DevX Home    Today's Headlines   Articles Archive   Tip Bank   Forums   

Page 1 of 2 12 LastLast
Results 1 to 15 of 18

Thread: More text file fun... topic du jour?

  1. #1
    Dana Guest

    More text file fun... topic du jour?


    Seems a lot of text file questions lately. =)

    I have a large (2+ meg) text file that I want to open, and read the furthest
    line down that begins with "1024a:".

    I've been researching this all afternoon before I posted something, because
    I have a track record of posting a question and then finding the answer around
    the same time that someone posts it up, so this time I did research before
    asking the question, but here I am.

    What is the most efficient method of doing this?

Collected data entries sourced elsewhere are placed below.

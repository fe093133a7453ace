// src/ingest/mod.rs
pub mod cache;
pub mod config;
pub mod extract;
pub mod fields;
pub mod providers;
pub mod scheduler;
pub mod types;

use metrics::{describe_counter, describe_gauge, describe_histogram};
use once_cell::sync::OnceCell;

/// One-time metrics registration (so series show up on /metrics).
pub(crate) fn ensure_metrics_described() {
    static ONCE: OnceCell<()> = OnceCell::new();
    ONCE.get_or_init(|| {
        describe_counter!("ingest_cycles_total", "Ingestion cycles started.");
        describe_counter!(
            "ingest_source_updated_total",
            "Sources whose events were replaced by a fresh fetch."
        );
        describe_counter!(
            "ingest_source_skipped_total",
            "Sources skipped because their minimum interval had not elapsed."
        );
        describe_counter!(
            "ingest_source_errors_total",
            "Source fetch/parse failures and timeouts."
        );
        describe_counter!("ingest_events_total", "Normalized events produced by parsers.");
        describe_histogram!("ingest_parse_ms", "Feed parse time in milliseconds.");
        describe_gauge!(
            "ingest_last_cycle_ts",
            "Unix ts when the last ingestion cycle finished."
        );
    });
}

/// Clean feed text for display and matching: markup tags become a space,
/// HTML entities are decoded, whitespace runs collapse, ends are trimmed.
pub fn clean_text(s: &str) -> String {
    if s.is_empty() {
        return String::new();
    }

    // 1) Strip tags (before decoding, so `&lt;b&gt;` stays literal text)
    static RE_TAGS: OnceCell<regex::Regex> = OnceCell::new();
    let re_tags = RE_TAGS.get_or_init(|| regex::Regex::new(r"(?s)<[^>]*>").unwrap());
    let out = re_tags.replace_all(s, " ");

    // 2) HTML entity decode
    let out = html_escape::decode_html_entities(&out);

    // 3) Collapse whitespace (incl. NBSP from &nbsp;)
    static RE_WS: OnceCell<regex::Regex> = OnceCell::new();
    let re_ws = RE_WS.get_or_init(|| regex::Regex::new(r"[\s\u{00A0}]+").unwrap());
    re_ws.replace_all(&out, " ").trim().to_string()
}
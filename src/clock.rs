use chrono::{DateTime, Duration, Utc};
use std::sync::Mutex;

pub trait Clock: Send + Sync {
    fn now(&self) -> DateTime<Utc>;
}

/// Wall clock.
#[derive(Debug, Default, Clone, Copy)]
pub struct SystemClock;

impl Clock for SystemClock {
    fn now(&self) -> DateTime<Utc> {
        Utc::now()
    }
}

// --- Test helper ---
/// Clock that only moves when told to; used for rate-limit scenarios.
#[derive(Debug)]
pub struct ManualClock {
    now: Mutex<DateTime<Utc>>,
}

impl ManualClock {
    pub fn new(start: DateTime<Utc>) -> Self {
        Self {
            now: Mutex::new(start),
        }
    }

    pub fn advance(&self, by: Duration) {
        let mut g = self.now.lock().unwrap_or_else(|p| p.into_inner());
        *g += by;
    }

    pub fn set(&self, to: DateTime<Utc>) {
        let mut g = self.now.lock().unwrap_or_else(|p| p.into_inner());
        *g = to;
    }
}

impl Clock for ManualClock {
    fn now(&self) -> DateTime<Utc> {
        *self.now.lock().unwrap_or_else(|p| p.into_inner())
    }
}

#[cfg(test)]
mod tests {
    use super::*;
    use chrono::TimeZone;

    #[test]
    fn manual_clock_moves_only_on_request() {
        let t0 = Utc.with_ymd_and_hms(2024, 1, 1, 0, 0, 0).unwrap();
        let c = ManualClock::new(t0);
        assert_eq!(c.now(), t0);
        c.advance(Duration::seconds(90));
        assert_eq!(c.now(), t0 + Duration::seconds(90));
    }
}
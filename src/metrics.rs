use anyhow::{Context, Result};
use axum::{routing::get, Router};
use metrics_exporter_prometheus::{PrometheusBuilder, PrometheusHandle};
use once_cell::sync::OnceCell;

static HANDLE: OnceCell<PrometheusHandle> = OnceCell::new();

#[derive(Clone)]
pub struct Metrics {
    pub handle: PrometheusHandle,
}

impl Metrics {
    /// Install the Prometheus recorder (once per process; later calls reuse
    /// the same handle) and register the ingest series descriptions.
    pub fn init() -> Result<Self> {
        let handle = HANDLE
            .get_or_try_init(|| {
                PrometheusBuilder::new()
                    .install_recorder()
                    .context("prometheus: install recorder")
            })?
            .clone();

        crate::ingest::ensure_metrics_described();
        Ok(Self { handle })
    }

    /// Returns a router exposing `/metrics` with the Prometheus exposition format.
    pub fn router(&self) -> Router {
        let handle = self.handle.clone();
        Router::new().route(
            "/metrics",
            get(move || {
                let h = handle.clone();
                async move { h.render() }
            }),
        )
    }
}
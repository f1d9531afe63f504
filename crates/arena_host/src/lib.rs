// crates/arena_host/src/lib.rs
//! Headless host for the combat core: fixed-timestep loop, key bindings,
//! scripted input and the audio worker.

pub mod app;
pub mod audio;
pub mod config;
pub mod engine_loop;
pub mod error;
pub mod input;
pub mod script;

// Re-export App so the CLI crate can find it easily
pub use app::{App, RunSummary};
pub use audio::{AudioStats, AudioWorker, Mixer};
pub use config::{HostConfig, TuningFile, WallConfig};
pub use engine_loop::EngineLoop;
pub use error::{HostError, Result};
pub use script::{InputScript, ScriptPlayer};
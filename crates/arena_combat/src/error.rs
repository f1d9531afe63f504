// crates/arena_combat/src/error.rs
use thiserror::Error;

use crate::animation::SequenceId;

#[derive(Error, Debug, Clone, PartialEq)]
pub enum ArenaError {
    /// A state asked for a sequence the library does not have. Fatal: the
    /// animation table and the asset set disagree.
    #[error("unknown animation sequence: {0}")]
    UnknownAnimation(SequenceId),

    #[error("invalid combat config: {0}")]
    InvalidConfig(String),
}

pub type Result<T> = std::result::Result<T, ArenaError>;
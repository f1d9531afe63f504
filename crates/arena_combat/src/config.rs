// crates/arena_combat/src/config.rs
//! Tuning constants for a match. Every field has a default, so a tuning file
//! only needs to list what it changes.

use arena_shared::{ArenaBounds, Millis};
use glam::Vec2;
use serde::{Deserialize, Serialize};

use crate::error::{ArenaError, Result};

/// Hard cap on the stamina bar; `player.max_stamina` may lower it, not raise it.
pub const MAX_STAMINA: u8 = 4;

#[derive(Debug, Clone, PartialEq, Default, Serialize, Deserialize)]
#[serde(default)]
pub struct CombatConfig {
    pub player: PlayerTuning,
    pub boss: BossTuning,
    pub arena: ArenaTuning,
}

#[derive(Debug, Clone, PartialEq, Serialize, Deserialize)]
#[serde(default)]
pub struct PlayerTuning {
    pub max_health: u32,
    pub max_stamina: u8,
    /// Pixels per tick.
    pub walk_speed: f32,
    pub run_speed: f32,
    pub hit_duration: Millis,
    pub death_duration: Millis,
    pub attack_duration: Millis,
    /// One stamina unit comes back every `stamina_duration` while below max.
    pub stamina_duration: Millis,
    pub body_size: Vec2,
    pub spawn: Vec2,
}

impl Default for PlayerTuning {
    fn default() -> Self {
        Self {
            max_health: 7,
            max_stamina: MAX_STAMINA,
            walk_speed: 4.0,
            run_speed: 7.0,
            hit_duration: 400,
            death_duration: 1500,
            attack_duration: 600,
            stamina_duration: 1000,
            body_size: Vec2::new(60.0, 100.0),
            spawn: Vec2::new(640.0, 2000.0),
        }
    }
}

#[derive(Debug, Clone, PartialEq, Serialize, Deserialize)]
#[serde(default)]
pub struct BossTuning {
    pub max_health: u32,
    /// Pixels per tick.
    pub speed: f32,
    pub hit_duration: Millis,
    pub death_duration: Millis,
    pub attack_range: f32,
    pub chase_range: f32,
    /// Max |dy| between boss and player for an attack to start.
    pub vertical_tolerance: f32,
    /// The boss runs to a point this far from the player, on its own side.
    pub chase_offset: f32,
    /// Attack frames (inclusive) during which the strike can land.
    pub damage_window: [usize; 2],
    pub attack_size: Vec2,
    /// Left edge of the strike box relative to the boss centre.
    pub attack_offset_left: f32,
    pub attack_offset_right: f32,
    pub body_size: Vec2,
    pub spawn: Vec2,
}

impl Default for BossTuning {
    fn default() -> Self {
        Self {
            max_health: 20,
            speed: 3.0,
            hit_duration: 300,
            death_duration: 2000,
            attack_range: 200.0,
            chase_range: 400.0,
            vertical_tolerance: 50.0,
            chase_offset: 100.0,
            damage_window: [10, 12],
            attack_size: Vec2::new(180.0, 260.0),
            attack_offset_left: -180.0,
            attack_offset_right: 30.0,
            body_size: Vec2::new(120.0, 200.0),
            spawn: Vec2::new(640.0, 1300.0),
        }
    }
}

#[derive(Debug, Clone, PartialEq, Serialize, Deserialize)]
#[serde(default)]
pub struct ArenaTuning {
    pub width: f32,
    pub height: f32,
    /// Width of the viewport. The camera centres the player, so the pointer is
    /// compared against half of this to decide which way the player faces.
    pub screen_width: f32,
}

impl Default for ArenaTuning {
    fn default() -> Self {
        Self { width: 1280.0, height: 2400.0, screen_width: 1280.0 }
    }
}

impl ArenaTuning {
    pub fn bounds(&self) -> ArenaBounds {
        ArenaBounds::new(self.width, self.height)
    }
}

impl CombatConfig {
    pub fn validate(&self) -> Result<()> {
        let p = &self.player;
        let b = &self.boss;
        if p.max_health == 0 || b.max_health == 0 {
            return Err(ArenaError::InvalidConfig("max_health must be positive".into()));
        }
        if p.max_stamina > MAX_STAMINA {
            return Err(ArenaError::InvalidConfig(format!(
                "player.max_stamina ({}) exceeds {MAX_STAMINA}",
                p.max_stamina
            )));
        }
        if p.attack_duration == 0 {
            return Err(ArenaError::InvalidConfig("player.attack_duration must be positive".into()));
        }
        if p.stamina_duration == 0 {
            return Err(ArenaError::InvalidConfig(
                "player.stamina_duration must be positive".into(),
            ));
        }
        let speeds = [
            ("player.walk_speed", p.walk_speed),
            ("player.run_speed", p.run_speed),
            ("boss.speed", b.speed),
        ];
        for (name, speed) in speeds {
            if speed.is_nan() || speed <= 0.0 {
                return Err(ArenaError::InvalidConfig(format!("{name} must be positive")));
            }
        }
        if b.attack_range > b.chase_range {
            return Err(ArenaError::InvalidConfig(format!(
                "boss.attack_range ({}) exceeds boss.chase_range ({})",
                b.attack_range, b.chase_range
            )));
        }
        if b.damage_window[0] > b.damage_window[1] {
            return Err(ArenaError::InvalidConfig("boss.damage_window is reversed".into()));
        }
        if self.arena.width <= 0.0 || self.arena.height <= 0.0 {
            return Err(ArenaError::InvalidConfig("arena must have a positive size".into()));
        }
        Ok(())
    }
}
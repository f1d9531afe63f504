// crates/arena_host/src/engine_loop.rs

use arena_combat::{Arena, StepReport};
use arena_shared::{CollisionOracle, InputState, Millis};

/// Longest frame the loop will account for. Anything beyond (a breakpoint,
/// a stalled host) is dropped instead of simulated.
const MAX_FRAME_DT: f32 = 0.25;

/// Encapsulates fixed-timestep simulation bookkeeping (time, accumulator, limits).
///
/// Simulation time is derived from the number of steps taken, so the clock
/// handed to the arena never drifts from the tick rate.
#[derive(Debug, Clone)]
pub struct EngineLoop {
    sim_accumulator: f32,
    sim_dt: f32,
    sim_hz: u32,
    max_steps_per_frame: u32,
    steps_taken: u64,
}

impl EngineLoop {
    pub fn new(sim_hz: u32, max_steps_per_frame: u32) -> Self {
        let sim_hz = sim_hz.max(1);
        Self {
            sim_accumulator: 0.0,
            sim_dt: 1.0 / sim_hz as f32,
            sim_hz,
            max_steps_per_frame: max_steps_per_frame.max(1),
            steps_taken: 0,
        }
    }

    /// Clamps a raw frame delta (seconds).
    pub fn clamp_frame_dt(frame_dt: f32) -> f32 {
        frame_dt.clamp(0.0, MAX_FRAME_DT)
    }

    /// Simulation clock for the next step.
    pub fn sim_now(&self) -> Millis {
        self.steps_taken * 1000 / self.sim_hz as u64
    }

    pub fn steps_taken(&self) -> u64 {
        self.steps_taken
    }

    /// Runs fixed-timestep simulation steps until the accumulator is caught up
    /// or we hit max_steps_per_frame. If the backlog still remains at the cap,
    /// we drop it, to avoid "chasing" an infinite backlog under heavy load.
    pub fn update_simulation(
        &mut self,
        frame_dt: f32,
        arena: &mut Arena,
        input: &InputState,
        walls: &dyn CollisionOracle,
    ) -> arena_combat::Result<Vec<StepReport>> {
        self.sim_accumulator += Self::clamp_frame_dt(frame_dt);

        let mut reports = Vec::new();
        let mut steps = 0;
        while self.sim_accumulator >= self.sim_dt && steps < self.max_steps_per_frame {
            reports.push(arena.step(input, self.sim_now(), walls)?);
            self.steps_taken += 1;
            self.sim_accumulator -= self.sim_dt;
            steps += 1;
        }

        // Prevent unbounded backlog if we're constantly saturated.
        if steps == self.max_steps_per_frame && self.sim_accumulator >= self.sim_dt {
            self.sim_accumulator = 0.0;
        }
        Ok(reports)
    }
}

#[cfg(test)]
mod tests {
    use super::*;
    use arena_combat::{sequences, CombatConfig};

    fn arena() -> Arena {
        Arena::new(CombatConfig::default(), sequences::standard_library()).unwrap()
    }

    #[test]
    fn steps_follow_the_accumulator() {
        let mut engine = EngineLoop::new(50, 5);
        let mut arena = arena();
        let input = InputState::default();

        assert_eq!(engine.update_simulation(0.01, &mut arena, &input, &()).unwrap().len(), 0);
        assert_eq!(engine.update_simulation(0.011, &mut arena, &input, &()).unwrap().len(), 1);
        assert_eq!(engine.update_simulation(0.045, &mut arena, &input, &()).unwrap().len(), 2);
        assert_eq!(engine.steps_taken(), 3);
        assert_eq!(engine.sim_now(), 60);
        assert_eq!(arena.ticks(), 3);
    }

    #[test]
    fn backlog_beyond_the_cap_is_dropped() {
        let mut engine = EngineLoop::new(60, 5);
        let mut arena = arena();
        let input = InputState::default();

        // 0.25s would be 15 steps; only 5 run and the rest is discarded.
        assert_eq!(engine.update_simulation(10.0, &mut arena, &input, &()).unwrap().len(), 5);
        assert_eq!(engine.update_simulation(0.0, &mut arena, &input, &()).unwrap().len(), 0);
        assert_eq!(engine.sim_now(), 83);
    }

    #[test]
    fn clock_is_derived_from_step_count() {
        let mut engine = EngineLoop::new(60, 5);
        let mut arena = arena();
        let input = InputState::default();
        for _ in 0..60 {
            engine.update_simulation(1.0 / 60.0, &mut arena, &input, &()).unwrap();
        }
        let steps = engine.steps_taken();
        assert!((59..=60).contains(&steps));
        assert_eq!(engine.sim_now(), steps * 1000 / 60);
    }
}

    I've pondered arrays, recordsets, opentextfile, etc. But I'm butting my head
    into a wall.

    Thanks as always for the hand.

  2. #2
    Phil Weber Guest

    Re: More text file fun... topic du jour?

    > I have a large (2+ meg) text file that I want to open,
    > and read the furthest line down that begins with "1024a:"
    > ...What is the most efficient method of doing this?


    Dana: Seems to me the most efficient method would be to read the file into a
    buffer, starting at the end. Search the buffer (using, for example, the
    InStrRev function) for "1024a:"; if you find it, you're done. If not, read
    another chunk and try again.

    Which aspect(s) of the above do you need help with?
    ---
    Phil Weber



  3. #3
    Dana Guest

    Re: More text file fun... topic du jour?


    From what I understood when I read, InStrRev applies to a string.. and again,
    from what I understand, a string cannot hold that much text.

    So I think the main question is what kind is the most efficient buffer container
    to use for 2megs of ascii? I had thought about feeding the text file into
    an array line by line, but then got stuck on the search part without resorting
    to a Do .. Loop stepping through the array lines backwards until I found
    a match. That seemed scary to me.

    Thanks Phil


    "Phil Weber" <pweber@_fawcette.com> wrote:
    > > I have a large (2+ meg) text file that I want to open,
    > > and read the furthest line down that begins with "1024a:"
    > > ...What is the most efficient method of doing this?

    >
    >Dana: Seems to me the most efficient method would be to read the file into

    a
    >buffer, starting at the end. Search the buffer (using, for example, the
    >InStrRev function) for "1024a:"; if you find it, you're done. If not, read
    >another chunk and try again.
    >
    >Which aspect(s) of the above do you need help with?
    >---
    >Phil Weber
    >
    >



  4. #4
    Phil Weber Guest

    Re: More text file fun... topic du jour?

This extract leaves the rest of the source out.